----- Records shown -----

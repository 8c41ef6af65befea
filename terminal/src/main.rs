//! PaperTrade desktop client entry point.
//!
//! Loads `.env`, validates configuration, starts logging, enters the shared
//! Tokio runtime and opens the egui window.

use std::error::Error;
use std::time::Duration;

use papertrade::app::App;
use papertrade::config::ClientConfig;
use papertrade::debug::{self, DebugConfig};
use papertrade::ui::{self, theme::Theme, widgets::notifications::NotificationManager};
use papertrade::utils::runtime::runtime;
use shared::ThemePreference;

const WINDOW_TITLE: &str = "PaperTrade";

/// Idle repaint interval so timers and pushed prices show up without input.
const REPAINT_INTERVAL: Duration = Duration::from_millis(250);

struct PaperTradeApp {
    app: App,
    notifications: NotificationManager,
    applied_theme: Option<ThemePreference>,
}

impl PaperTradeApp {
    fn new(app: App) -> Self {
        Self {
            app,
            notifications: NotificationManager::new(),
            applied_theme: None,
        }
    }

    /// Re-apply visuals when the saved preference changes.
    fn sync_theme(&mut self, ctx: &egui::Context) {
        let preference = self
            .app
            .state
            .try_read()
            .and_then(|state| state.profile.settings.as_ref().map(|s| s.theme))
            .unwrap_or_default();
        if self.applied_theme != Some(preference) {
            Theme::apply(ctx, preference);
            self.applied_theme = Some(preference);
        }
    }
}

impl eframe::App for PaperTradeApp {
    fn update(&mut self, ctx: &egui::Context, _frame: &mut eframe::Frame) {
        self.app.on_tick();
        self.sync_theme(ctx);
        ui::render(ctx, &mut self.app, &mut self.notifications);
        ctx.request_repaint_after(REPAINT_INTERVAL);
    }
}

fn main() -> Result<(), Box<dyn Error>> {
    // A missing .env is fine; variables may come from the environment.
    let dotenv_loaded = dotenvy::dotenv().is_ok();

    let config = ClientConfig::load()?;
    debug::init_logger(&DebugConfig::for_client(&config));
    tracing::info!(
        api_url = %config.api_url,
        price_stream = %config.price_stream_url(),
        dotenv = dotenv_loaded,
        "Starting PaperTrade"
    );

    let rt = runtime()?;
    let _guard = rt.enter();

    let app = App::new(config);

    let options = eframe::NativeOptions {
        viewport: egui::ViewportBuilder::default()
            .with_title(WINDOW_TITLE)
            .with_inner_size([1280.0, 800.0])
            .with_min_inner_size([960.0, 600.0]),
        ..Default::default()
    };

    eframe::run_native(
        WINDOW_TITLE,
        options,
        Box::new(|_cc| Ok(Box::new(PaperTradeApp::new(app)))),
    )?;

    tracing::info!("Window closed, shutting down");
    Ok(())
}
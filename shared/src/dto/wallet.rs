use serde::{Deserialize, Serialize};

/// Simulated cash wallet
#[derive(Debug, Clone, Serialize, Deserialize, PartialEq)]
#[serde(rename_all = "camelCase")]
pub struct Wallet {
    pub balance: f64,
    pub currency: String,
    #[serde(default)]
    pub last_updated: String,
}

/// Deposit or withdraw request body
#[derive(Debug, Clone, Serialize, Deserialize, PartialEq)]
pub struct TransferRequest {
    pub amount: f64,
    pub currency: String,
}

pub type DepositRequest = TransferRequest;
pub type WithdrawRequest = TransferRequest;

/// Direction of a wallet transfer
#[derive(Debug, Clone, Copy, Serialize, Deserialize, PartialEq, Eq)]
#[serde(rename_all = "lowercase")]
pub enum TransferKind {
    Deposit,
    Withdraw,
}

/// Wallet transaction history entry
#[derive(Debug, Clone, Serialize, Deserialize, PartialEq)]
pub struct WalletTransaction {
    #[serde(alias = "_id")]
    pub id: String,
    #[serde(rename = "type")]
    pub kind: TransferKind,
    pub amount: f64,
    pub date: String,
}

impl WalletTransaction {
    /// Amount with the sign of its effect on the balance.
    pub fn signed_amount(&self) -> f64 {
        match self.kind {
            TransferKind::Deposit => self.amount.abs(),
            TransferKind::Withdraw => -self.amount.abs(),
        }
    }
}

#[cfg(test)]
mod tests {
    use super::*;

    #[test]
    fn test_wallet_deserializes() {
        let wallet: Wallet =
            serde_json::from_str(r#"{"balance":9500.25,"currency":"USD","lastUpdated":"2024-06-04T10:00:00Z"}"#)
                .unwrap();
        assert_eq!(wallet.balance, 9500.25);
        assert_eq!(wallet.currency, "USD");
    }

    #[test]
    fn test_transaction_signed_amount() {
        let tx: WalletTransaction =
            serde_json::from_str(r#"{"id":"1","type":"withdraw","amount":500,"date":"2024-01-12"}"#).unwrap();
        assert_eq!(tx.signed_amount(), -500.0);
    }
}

-----

Repeat the whole listing above exactly.

repository 8c41ef6af65befea
filename terminal/src/main.rs
//! PaperTrade desktop client entry point.
//!
//! Loads `.env`, validates configuration, starts logging, enters the shared
//! Tokio runtime and opens the egui window.

use std::error::Error;
use std::time::Duration;

use papertrade::app::App;
use papertrade::config::ClientConfig;
use papertrade::debug::{self, DebugConfig};
use papertrade::ui::{self, theme::Theme, widgets::notifications::NotificationManager};
use papertrade::utils::runtime::runtime;
use shared::ThemePreference;

const WINDOW_TITLE: &str = "PaperTrade";

/// Idle repaint interval so timers and pushed prices show up without input.
const REPAINT_INTERVAL: Duration = Duration::from_millis(250);

struct PaperTradeApp {
    app: App,
    notifications: NotificationManager,
    applied_theme: Option<ThemePreference>,
}

impl PaperTradeApp {
    fn new(app: App) -> Self {
        Self {
            app,
            notifications: NotificationManager::new(),
            applied_theme: None,
        }
    }

    /// Re-apply visuals when the saved preference changes.
    fn sync_theme(&mut self, ctx: &egui::Context) {
        let preference = self
            .app
            .state
            .try_read()
            .and_then(|state| state.profile.settings.as_ref().map(|s| s.theme))
            .unwrap_or_default();
        if self.applied_theme != Some(preference) {
            Theme::apply(ctx, preference);
            self.applied_theme = Some(preference);
        }
    }
}

impl eframe::App for PaperTradeApp {
    fn update(&mut self, ctx: &egui::Context, _frame: &mut eframe::Frame) {
        self.app.on_tick();
        self.sync_theme(ctx);
        ui::render(ctx, &mut self.app, &mut self.notifications);
        ctx.request_repaint_after(REPAINT_INTERVAL);
    }
}

fn main() -> Result<(), Box<dyn Error>> {
    // A missing .env is fine; variables may come from the environment.
    let dotenv_loaded = dotenvy::dotenv().is_ok();

    let config = ClientConfig::load()?;
    debug::init_logger(&DebugConfig::for_client(&config));
    tracing::info!(
        api_url = %config.api_url,
        price_stream = %config.price_stream_url(),
        dotenv = dotenv_loaded,
        "Starting PaperTrade"
    );

    let rt = runtime()?;
    let _guard = rt.enter();

    let app = App::new(config);

    let options = eframe::NativeOptions {
        viewport: egui::ViewportBuilder::default()
            .with_title(WINDOW_TITLE)
            .with_inner_size([1280.0, 800.0])
            .with_min_inner_size([960.0, 600.0]),
        ..Default::default()
    };

    eframe::run_native(
        WINDOW_TITLE,
        options,
        Box::new(|_cc| Ok(Box::new(PaperTradeApp::new(app)))),
    )?;

    tracing::info!("Window closed, shutting down");
    Ok(())
}
filename shared/src/dto/wallet.rs
use serde::{Deserialize, Serialize};

/// Simulated cash wallet
#[derive(Debug, Clone, Serialize, Deserialize, PartialEq)]
#[serde(rename_all = "camelCase")]
pub struct Wallet {
    pub balance: f64,
    pub currency: String,
    #[serde(default)]
    pub last_updated: String,
}

/// Deposit or withdraw request body
#[derive(Debug, Clone, Serialize, Deserialize, PartialEq)]
pub struct TransferRequest {
    pub amount: f64,
    pub currency: String,
}

pub type DepositRequest = TransferRequest;
pub type WithdrawRequest = TransferRequest;

/// Direction of a wallet transfer
#[derive(Debug, Clone, Copy, Serialize, Deserialize, PartialEq, Eq)]
#[serde(rename_all = "lowercase")]
pub enum TransferKind {
    Deposit,
    Withdraw,
}

/// Wallet transaction history entry
#[derive(Debug, Clone, Serialize, Deserialize, PartialEq)]
pub struct WalletTransaction {
    #[serde(alias = "_id")]
    pub id: String,
    #[serde(rename = "type")]
    pub kind: TransferKind,
    pub amount: f64,
    pub date: String,
}

impl WalletTransaction {
    /// Amount with the sign of its effect on the balance.
    pub fn signed_amount(&self) -> f64 {
        match self.kind {
            TransferKind::Deposit => self.amount.abs(),
            TransferKind::Withdraw => -self.amount.abs(),
        }
    }
}

#[cfg(test)]
mod tests {
    use super::*;

    #[test]
    fn test_wallet_deserializes() {
        let wallet: Wallet =
            serde_json::from_str(r#"{"balance":9500.25,"currency":"USD","lastUpdated":"2024-06-04T10:00:00Z"}"#)
                .unwrap();
        assert_eq!(wallet.balance, 9500.25);
        assert_eq!(wallet.currency, "USD");
    }

    #[test]
    fn test_transaction_signed_amount() {
        let tx: WalletTransaction =
            serde_json::from_str(r#"{"id":"1","type":"withdraw","amount":500,"date":"2024-01-12"}"#).unwrap();
        assert_eq!(tx.signed_amount(), -500.0);
    }
}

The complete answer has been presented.